Rule 8- All comments should try to stay relevant to their parent content.
Rule 9- Reposts from other platforms are not allowed.
Let everyone have their own content.
Rule 10- Majority of bots aren't allowed to participate here. This includes using AI responses and summaries.
Credits
Our breathtaking icon was bestowed upon us by @Cevilia!
The greatest banner of all time: by @TheOneWithTheHair!
view the rest of the comments
Obligatory, I’m not a scientist but I took an astronomy class in college and we talked about black holes a bit: The simple answer for why a black hole will tear everything apart is because the acceleration due to gravity will destroy it
The fastest speed you can go is the speed of light in a vacuum. That’s the upper limit (at least as we currently understand physics I think). So theres a limit to how fast you can go even in space. Black holes are really big and therefore have a really strong gravitational pull. It’s so strong that if something gets close enough, eventually the gravity will be strong enough that even if you’re going the speed of light, you won’t be moving fast enough to escape it. So you wouldn’t be in the black hole yet, but you wouldn’t be able to escape its gravity anymore. That area is what’s called the event horizon. The closer you get to the black hole, the stronger the pull of gravity becomes and the faster you accelerate towards it. Eventually it gets to the point that the part of you that’s closer to the black hole is accelerating so fast that it’ll be ripped from the rest of you that’s slightly further away and therefore being pulled slightly slower
Because not even light can escape the event horizon, black holes don’t look like anything except… black holes or dark spots in space, which makes them hard to detect bc darkness isn’t uncommon in space. So we actually detect them by looking for the distortion of light that passes near the event horizon and by the bursts of gamma rays that are released when a black hole feeds on matter. But afaik black holes aren’t technically “fact” yet. They’re still theories because while we have good evidence for them existing, we haven’t confirmed it bc obviously we can’t see them and can’t visit them bc they’re really far away. They’re just a really well agreed upon theory. But I think there are some different theories of the specifics of how black holes work, since we don’t actually know a ton about them
As I said at the start, I’m not a scientist, this is just based off an astronomy class from college so I may well be wrong. If I am please please correct me
Depending on how you define “directly observe,” but here’s a “picture” of a black hole.
How do the gamma rays escape or are emitted from it if even light doesnt escape?

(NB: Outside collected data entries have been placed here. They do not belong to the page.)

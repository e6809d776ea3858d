use rentbot_catalog::HouseCatalog;
use rentbot_contracts::{
    AskInfoSlots, Chunk, CompareSlots, House, Intent, SearchSlots, ShowHousesSlots, SlotMap,
    SlotRecord, SlotValue, StateView, OUT_OF_DOMAIN,
};
use thiserror::Error;
use tracing::{debug, info, warn};

use crate::fallback::{DomainError, Outcome};
use crate::ledger::ActionLedger;
use crate::schema::{self, Task};

#[derive(Debug, Clone, PartialEq, Eq, Error)]
pub enum TrackerError {
    #[error("no completion handler for intent {0}")]
    UnhandledIntent(Intent),
    #[error("completion requested for {requested} while tracking {current}")]
    IntentMismatch { requested: Intent, current: Intent },
}

#[derive(Debug, Clone, Copy, Default, PartialEq, Eq)]
pub enum ChangeDetection {
    #[default]
    Multiset,
    PerKey,
}

impl ChangeDetection {
    pub fn from_name(name: &str) -> Option<Self> {
        match name {
            "multiset" => Some(ChangeDetection::Multiset),
            "per_key" => Some(ChangeDetection::PerKey),
            _ => None,
        }
    }

    fn changed(&self, before: &SearchSlots, after: &SearchSlots) -> bool {
        match self {
            ChangeDetection::Multiset => sorted_values(before) != sorted_values(after),
            ChangeDetection::PerKey => before != after,
        }
    }
}

fn sorted_values(slots: &SearchSlots) -> Vec<SlotValue> {
    let mut values: Vec<SlotValue> = slots.entries().into_iter().map(|(_, v)| v.clone()).collect();
    values.sort();
    values
}

#[derive(Debug, Clone, PartialEq, Eq)]
pub struct ComparisonRow {
    pub property: String,
    pub values: Vec<Option<String>>,
}

#[derive(Debug)]
pub struct DialogueState<C> {
    catalog: C,
    change_detection: ChangeDetection,
    pub(crate) task: Task,
    pub(crate) last_active_state: Option<Task>,
    ledger: ActionLedger,
    current_houses: Vec<House>,
    active_house: Option<usize>,
    houses_to_compare: Vec<usize>,
    properties_to_compare: Vec<String>,
}

impl<C: HouseCatalog> DialogueState<C> {
    pub fn new(catalog: C) -> Self {
        Self {
            catalog,
            change_detection: ChangeDetection::default(),
            task: Task::Unset,
            last_active_state: None,
            ledger: ActionLedger::new(),
            current_houses: Vec::new(),
            active_house: None,
            houses_to_compare: Vec::new(),
            properties_to_compare: Vec::new(),
        }
    }

    pub fn with_change_detection(mut self, change_detection: ChangeDetection) -> Self {
        self.change_detection = change_detection;
        self
    }

    pub fn update(&mut self, chunks: &[Chunk]) -> Result<Outcome, TrackerError> {
        if chunks.is_empty() {
            self.fallback_policy(DomainError::Malformed);
            return Ok(self.outcome());
        }

        for chunk in chunks {
            if chunk.intent.trim().eq_ignore_ascii_case(OUT_OF_DOMAIN) {
                self.fallback_policy(DomainError::OutOfDomain);
                continue;
            }
            match Intent::from_label(&chunk.intent).filter(Intent::is_user_task) {
                Some(intent) => self.apply(intent, &chunk.slots)?,
                None => self.fallback_policy(DomainError::UnknownIntent(chunk.intent.clone())),
            }
        }
        Ok(self.outcome())
    }

    pub fn update_json(&mut self, input: &serde_json::Value) -> Result<Outcome, TrackerError> {
        match serde_json::from_value::<Vec<Chunk>>(input.clone()) {
            Ok(chunks) => self.update(&chunks),
            Err(err) => {
                warn!(error = %err, "malformed understanding output");
                self.fallback_policy(DomainError::Malformed);
                Ok(self.outcome())
            }
        }
    }

    fn apply(&mut self, intent: Intent, slots: &SlotMap) -> Result<(), TrackerError> {
        let current = self.task.intent();
        if current == Intent::Unset {
            debug!(%intent, "adopting first intent");
            self.initialize_slots(intent, slots)
        } else if intent == current {
            self.merge_slots(intent, slots)
        } else if self.check_slots() {
            debug!(from = %current, to = %intent, "switching intent");
            self.initialize_slots(intent, slots)
        } else {
            self.fallback_policy(DomainError::Incoherent {
                current,
                requested: intent,
            });
            Ok(())
        }
    }

    fn merge_slots(&mut self, intent: Intent, slots: &SlotMap) -> Result<(), TrackerError> {
        let before = self.task.clone();
        match &mut self.task {
            // Each ASK_INFO turn restates the whole request.
            Task::AskInfo(record) => *record = schema::seed(slots),
            Task::HouseSearch(record) => schema::merge(record, slots),
            Task::HouseSelection(record) => schema::merge(record, slots),
            Task::CompareHouses(record) => schema::merge(record, slots),
            Task::Unset | Task::ShowHouses(_) | Task::Fallback(_) => {
                return Err(TrackerError::UnhandledIntent(intent));
            }
        }
        debug!(%intent, slots = ?self.task.slots(), "merged slots");

        if !self.check_slots() {
            debug!(%intent, missing = ?self.task.missing(), "awaiting slots");
            return Ok(());
        }
        let changed = match (&before, &self.task) {
            (Task::HouseSearch(old), Task::HouseSearch(new)) if old.is_complete() => {
                self.change_detection.changed(old, new)
            }
            _ => false,
        };
        self.handle_intent(intent, changed)
    }

    pub fn initialize_slots(&mut self, intent: Intent, slots: &SlotMap) -> Result<(), TrackerError> {
        match intent {
            Intent::HouseSearch => {
                self.task = Task::HouseSearch(schema::seed(slots));
                Ok(())
            }
            Intent::HouseSelection => {
                self.task = Task::HouseSelection(schema::seed(slots));
                self.handle_intent(Intent::HouseSelection, false)
            }
            Intent::AskInfo => {
                if self.active_house.is_none() {
                    self.fallback_policy(DomainError::NoHouseSelected);
                } else {
                    self.task = Task::AskInfo(schema::seed(slots));
                }
                Ok(())
            }
            Intent::CompareHouses => {
                if self.current_houses.is_empty() {
                    self.fallback_policy(DomainError::NoHousesToCompare);
                    return Ok(());
                }
                let record: CompareSlots = schema::seed(slots);
                let resolved = if slots.contains_key("houses") && slots.contains_key("properties")
                {
                    self.resolve_houses(&record.houses)
                        .zip(record.properties.strings())
                } else {
                    None
                };
                match resolved {
                    Some((houses, properties)) => {
                        self.houses_to_compare = houses;
                        self.properties_to_compare = properties;
                        self.task = Task::CompareHouses(record);
                    }
                    None => self.fallback_policy(DomainError::CompareRequest),
                }
                Ok(())
            }
            other => Err(TrackerError::UnhandledIntent(other)),
        }
    }

    pub fn check_slots(&self) -> bool {
        self.task.is_complete()
    }

    pub fn handle_intent(&mut self, intent: Intent, changed: bool) -> Result<(), TrackerError> {
        match (intent, &self.task) {
            (Intent::HouseSearch, Task::HouseSearch(slots)) => {
                let slots = slots.clone();
                self.complete_search(&slots, changed);
                Ok(())
            }
            (Intent::HouseSelection, Task::HouseSelection(slots)) => {
                let selected = slots.house_selected.clone();
                self.complete_selection(&selected);
                Ok(())
            }
            (Intent::CompareHouses, Task::CompareHouses(slots)) => {
                let slots = slots.clone();
                self.complete_comparison(&slots);
                Ok(())
            }
            (Intent::AskInfo, Task::AskInfo(_)) => {
                if self.active_house.is_none() {
                    self.fallback_policy(DomainError::NoHouseSelected);
                }
                Ok(())
            }
            (Intent::HouseSearch | Intent::HouseSelection | Intent::AskInfo | Intent::CompareHouses, task) => {
                Err(TrackerError::IntentMismatch {
                    requested: intent,
                    current: task.intent(),
                })
            }
            (other, _) => Err(TrackerError::UnhandledIntent(other)),
        }
    }

    fn complete_search(&mut self, slots: &SearchSlots, changed: bool) {
        let confirmed = self.ledger.last_confirms(Intent::HouseSearch);
        if !confirmed || changed {
            debug!(confirmed, changed, "search awaiting confirmation");
            return;
        }
        match self.catalog.query(slots) {
            Ok(houses) => {
                info!(results = houses.len(), "house search executed");
                let options = houses.iter().map(House::to_string).collect();
                self.current_houses = houses;
                self.active_house = None;
                self.houses_to_compare.clear();
                self.properties_to_compare.clear();
                self.task = Task::ShowHouses(ShowHousesSlots { options });
            }
            Err(err) => {
                warn!(error = %err, "catalog query failed");
                self.fallback_policy(DomainError::Search);
            }
        }
    }

    fn complete_selection(&mut self, selected: &SlotValue) {
        if selected.is_null() {
            return;
        }
        // house_selected counts from 1.
        let position = selected
            .as_integer()
            .and_then(|n| usize::try_from(n).ok())
            .filter(|n| (1..=self.current_houses.len()).contains(n));
        match position {
            Some(position) => {
                info!(position, "house selected");
                self.active_house = Some(position - 1);
                self.task = Task::AskInfo(AskInfoSlots::default());
            }
            None => self.fallback_policy(DomainError::Selection),
        }
    }

    fn complete_comparison(&mut self, slots: &CompareSlots) {
        let Some(properties) = slots.properties.strings() else {
            self.restart_comparison();
            return;
        };
        self.properties_to_compare = properties;
        if self.houses_to_compare.is_empty() {
            match self.resolve_houses(&slots.houses) {
                Some(houses) if !houses.is_empty() => self.houses_to_compare = houses,
                _ => self.restart_comparison(),
            }
        }
    }

    fn restart_comparison(&mut self) {
        warn!("comparison request could not be resolved; asking again");
        self.houses_to_compare.clear();
        self.properties_to_compare.clear();
        self.task = Task::CompareHouses(CompareSlots::default());
    }

    /// 0-based positions into the current results. Anything but a list of
    /// in-range non-negative integers is rejected.
    fn resolve_houses(&self, value: &SlotValue) -> Option<Vec<usize>> {
        match value {
            SlotValue::List(items) => items
                .iter()
                .map(|item| {
                    item.as_integer()
                        .and_then(|n| usize::try_from(n).ok())
                        .filter(|n| *n < self.current_houses.len())
                })
                .collect(),
            _ => None,
        }
    }
}

impl<C> DialogueState<C> {
    pub fn update_nba(&mut self, label: impl Into<String>) {
        let label = label.into();
        debug!(label = %label, "next best action recorded");
        self.ledger.push(label);
    }

    pub fn get_state(&self) -> StateView {
        self.task.view()
    }

    pub fn current_intent(&self) -> Intent {
        self.task.intent()
    }

    pub fn reset(&mut self) {
        info!(actions = self.ledger.len(), "dialogue state reset");
        self.task = Task::Unset;
        self.last_active_state = None;
        self.ledger.clear();
        self.current_houses.clear();
        self.active_house = None;
        self.houses_to_compare.clear();
        self.properties_to_compare.clear();
    }

    pub fn ledger(&self) -> &ActionLedger {
        &self.ledger
    }

    pub fn current_houses(&self) -> &[House] {
        &self.current_houses
    }

    pub fn active_house(&self) -> Option<&House> {
        self.active_house.and_then(|i| self.current_houses.get(i))
    }

    pub fn active_house_index(&self) -> Option<usize> {
        self.active_house
    }

    pub fn houses_to_compare(&self) -> Vec<&House> {
        self.houses_to_compare
            .iter()
            .filter_map(|i| self.current_houses.get(*i))
            .collect()
    }

    pub fn properties_to_compare(&self) -> &[String] {
        &self.properties_to_compare
    }

    pub fn comparison(&self) -> Vec<ComparisonRow> {
        let houses = self.houses_to_compare();
        self.properties_to_compare
            .iter()
            .map(|property| ComparisonRow {
                property: property.clone(),
                values: houses.iter().map(|h| h.property(property)).collect(),
            })
            .collect()
    }

    pub fn requested_info(&self) -> Vec<(String, Option<String>)> {
        let (Task::AskInfo(slots), Some(house)) = (&self.task, self.active_house()) else {
            return Vec::new();
        };
        slots
            .properties
            .strings()
            .unwrap_or_default()
            .into_iter()
            .map(|name| {
                let value = house.property(&name);
                (name, value)
            })
            .collect()
    }
}
mod fallback;
mod ledger;
pub mod policy;
pub mod schema;
mod tracker;

pub use fallback::{DomainError, Outcome};
pub use ledger::ActionLedger;
pub use schema::Task;
pub use tracker::{ChangeDetection, ComparisonRow, DialogueState, TrackerError};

The gamma rays come from the super heated gas near the blackhole. That gas hasn't crossed the event horizon yet so thats why we can still see it
I’ll be honest, that’s one of the things I didn’t fully understand myself from the class. I tried to do a bit of reading to refresh my memory and I realized I was thinking of accretion disks, not gamma ray bursts. Black holes can emit gamma ray bursts apparently but I think they only emit it when they eat a star and the star explodes as it’s being pulled apart. So the burst we see is a part that’s still able to escape. I think
Accretion disks though are another way we can detect blacks holes. Because of their massive gravity, black holes draw in a lot of matter that orbits it until it eventually passes the event horizon and can no longer be detected. Before that though, all the matter, whether it be gasses or parts of stars or planets that have been torn apart, rubs together and heats up, emitting light that we can detect until it eventually is pulled past the event horizon
Like I said before, there’s still a lot we don’t know about black holes because they’re hard to find, let alone study. Honestly, the more I learned in that astronomy class, the more I realized just how much we don’t fully understand about the universe yet. We have so much left to learn and discover that it’s kind of exciting to think about what will be discovered next in our lifetime!